DLT Interoperability and More ⛓️#12 ⛓️ —SoK: Decentralized Finance (DeFi) Incidents
In this series, we analyze papers on blockchain and interoperability (and both).
This edition covers a paper on decentralized finance security.
➡️ Title: SoK: Decentralized Finance (DeFi) Incidents
➡️ Authors: Liyi Zhou, Xihan Xiong, Jens Ernstberger, Stefanos Chaliasos, Zhipeng Wang, Ye Wang, Kaihua Qin, Roger Wattenhofer, Dawn Song, Arthur Gervais
➡️ Paper source: https://arxiv.org/abs/2208.07119
- DeFi Reference Frame: a framework to reason about DeFi systems and threat models
- Analysis of real-world incidents on Ethereum and the Binance smart chain over a time frame of four years, as well as academic papers and grey literature. Each study is classified according to a derived taxonomy.
- The authors propose a series of defense mechanisms against attacks on DeFi.
💪 Strong points:
- The breadth and depth of this work are truly amazing. This is a very good example of how to put together a systematic survey. Definitely has the potential to be a solid basis of knowledge for the DeFi security space.
- There is a practical/investigation component to the theoretical framework, where the authors study real-world attacks and track them.
- The systematization table on page 6 is an interesting reference. Note, for example, that audit reports focus on smart contract bugs and MEV. This indicates that the industry hasn’t been focused on the network and consensus layers.
- We found no strong limitations of the study besides the limitations the authors referred to.
🔥 Points of interest:
- The authors define the system model (the layers where an attack or incident may occur): network, consensus, smart contract, DeFi, and auxiliary layers.
- Threat model: attackers can exploit smart contract vulnerabilities; protocol layer vulnerabilities; and auxiliary layer vulnerabilities. The adversaries might have different levels of knowledge (public — such as block data; sequencer — such as accessing private pools of unpublished transactions; and insider — e.g., access to external market prices or other generally inaccessible information). Then the authors define what are the possible incident cause and type and map everything in Table III.
- The authors then explore the incident frequency, emergency pause mechanisms, and incident defense. In the latter category, the authors explore rescue and incident time frames, bytecode similarity analysis, MEV (front running as a service), and money tracing.
- Key insights from the paper: consensus and network layer incidents and understudied.

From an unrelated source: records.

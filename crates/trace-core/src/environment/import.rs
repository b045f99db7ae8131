use std::{fs, path::Path};

use serde_json::{Map, Value};

use super::{
    default_type, fresh_uid, Environment, EnvironmentError, EnvironmentVariable,
};

/// Environment entry from a multi-environment file that was skipped.
#[derive(Debug, Clone, PartialEq)]
pub struct RejectedEnvironment {
    pub index: usize,
    pub reason: String,
}

#[derive(Debug, Default)]
pub struct ImportReport {
    pub environments: Vec<Environment>,
    pub rejected: Vec<RejectedEnvironment>,
}

/// Parses an exported environment file, or a bare `{name, variables}`
/// object, into environments with fresh uids and filled-in defaults.
pub fn import_environments(raw: &str) -> Result<ImportReport, EnvironmentError> {
    let value: Value = serde_json::from_str(raw)?;
    let Value::Object(root) = value else {
        return Err(EnvironmentError::UnrecognizedFormat(
            "expected a JSON object".into(),
        ));
    };

    let mut report = ImportReport::default();
    match root.get("type").and_then(Value::as_str) {
        Some("environment") => {
            let env = normalize(&root).map_err(EnvironmentError::InvalidEnvironment)?;
            report.environments.push(env);
        }
        Some("environments") => {
            let Some(entries) = root.get("environments").and_then(Value::as_array) else {
                return Err(EnvironmentError::UnrecognizedFormat(
                    "`environments` must be a sequence".into(),
                ));
            };
            for (index, entry) in entries.iter().enumerate() {
                let result = entry
                    .as_object()
                    .ok_or_else(|| "entry is not an object".to_string())
                    .and_then(normalize);
                match result {
                    Ok(env) => report.environments.push(env),
                    Err(reason) => {
                        tracing::warn!(index, reason = %reason, "skipping invalid environment");
                        report.rejected.push(RejectedEnvironment { index, reason });
                    }
                }
            }
        }
        Some(other) => {
            return Err(EnvironmentError::UnrecognizedFormat(format!(
                "unsupported type `{other}`"
            )))
        }
        None if root.get("name").is_some_and(Value::is_string)
            && root.get("variables").is_some_and(Value::is_array) =>
        {
            let env = normalize(&root).map_err(EnvironmentError::InvalidEnvironment)?;
            report.environments.push(env);
        }
        None => {
            return Err(EnvironmentError::UnrecognizedFormat(
                "expected an environment export or an object with `name` and `variables`".into(),
            ))
        }
    }

    tracing::debug!(
        imported = report.environments.len(),
        rejected = report.rejected.len(),
        "environments imported"
    );
    Ok(report)
}

pub fn read_import(path: &Path) -> Result<ImportReport, EnvironmentError> {
    let raw = fs::read_to_string(path).map_err(|source| EnvironmentError::Read {
        path: path.to_path_buf(),
        source,
    })?;
    import_environments(&raw)
}

fn normalize(entry: &Map<String, Value>) -> Result<Environment, String> {
    let name = entry
        .get("name")
        .and_then(Value::as_str)
        .map(str::trim)
        .filter(|name| !name.is_empty())
        .ok_or_else(|| "environment has no name".to_string())?;

    let variables = match entry.get("variables") {
        None | Some(Value::Null) => Vec::new(),
        Some(Value::Array(items)) => items
            .iter()
            .enumerate()
            .map(|(i, item)| {
                normalize_variable(item)
                    .ok_or_else(|| format!("variable {i} of `{name}` has no name"))
            })
            .collect::<Result<Vec<_>, _>>()?,
        Some(_) => return Err(format!("variables of `{name}` must be a sequence")),
    };

    Ok(Environment {
        uid: fresh_uid(),
        name: name.to_string(),
        variables,
    })
}

fn normalize_variable(item: &Value) -> Option<EnvironmentVariable> {
    let object = item.as_object()?;
    let name = object
        .get("name")
        .and_then(Value::as_str)
        .filter(|name| !name.trim().is_empty())?;
    Some(EnvironmentVariable {
        uid: fresh_uid(),
        name: name.to_string(),
        value: coerce_value(object.get("value")),
        kind: object
            .get("type")
            .and_then(Value::as_str)
            .map(str::to_string)
            .unwrap_or_else(default_type),
        enabled: object.get("enabled").and_then(Value::as_bool).unwrap_or(true),
        secret: object.get("secret").and_then(Value::as_bool).unwrap_or(false),
    })
}

fn coerce_value(value: Option<&Value>) -> String {
    match value {
        None | Some(Value::Null) => String::new(),
        Some(Value::String(s)) => s.clone(),
        Some(other) => other.to_string(),
    }
}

- Most defense tools focus on smart contract security, as opposed to protocol layer security (although the latter has many attacks). This is perhaps due to the composability of smart contracts, making the development of tools to address this a hard task. Perhaps developing cross-chain models could help to analyze the security of cross-chain protocols (e.g., bridges, and composing bridges with DeFi protocols). Another related insight is that adversaries can be front-run, as there is a time gap between the deployment of an attack smart contract and its usage.
- To reiterate the previous point, building a cross-chain model has practical implementations. According to the authors, “We anticipate that just-in-time detection of abnormal protocol states or malicious transactions will receive increased attention in future studies.”.
- There is an absence of intrusion detection tools. This is particularly inconvenient, as adversarial smart contracts can be detected in a variety of forms.
🚀 How does it relate to our work at Técnico Lisboa, INESC-ID, and Blockdaemon? (views are my own and do not necessarily reflect the opinions of my employer)
- This study inspires us to do systematic, quality work in synthesizing complex data into useful and actionable insights.
🚀 What are the implications for our work?
- This study inspires our systematic study of cross-chain security.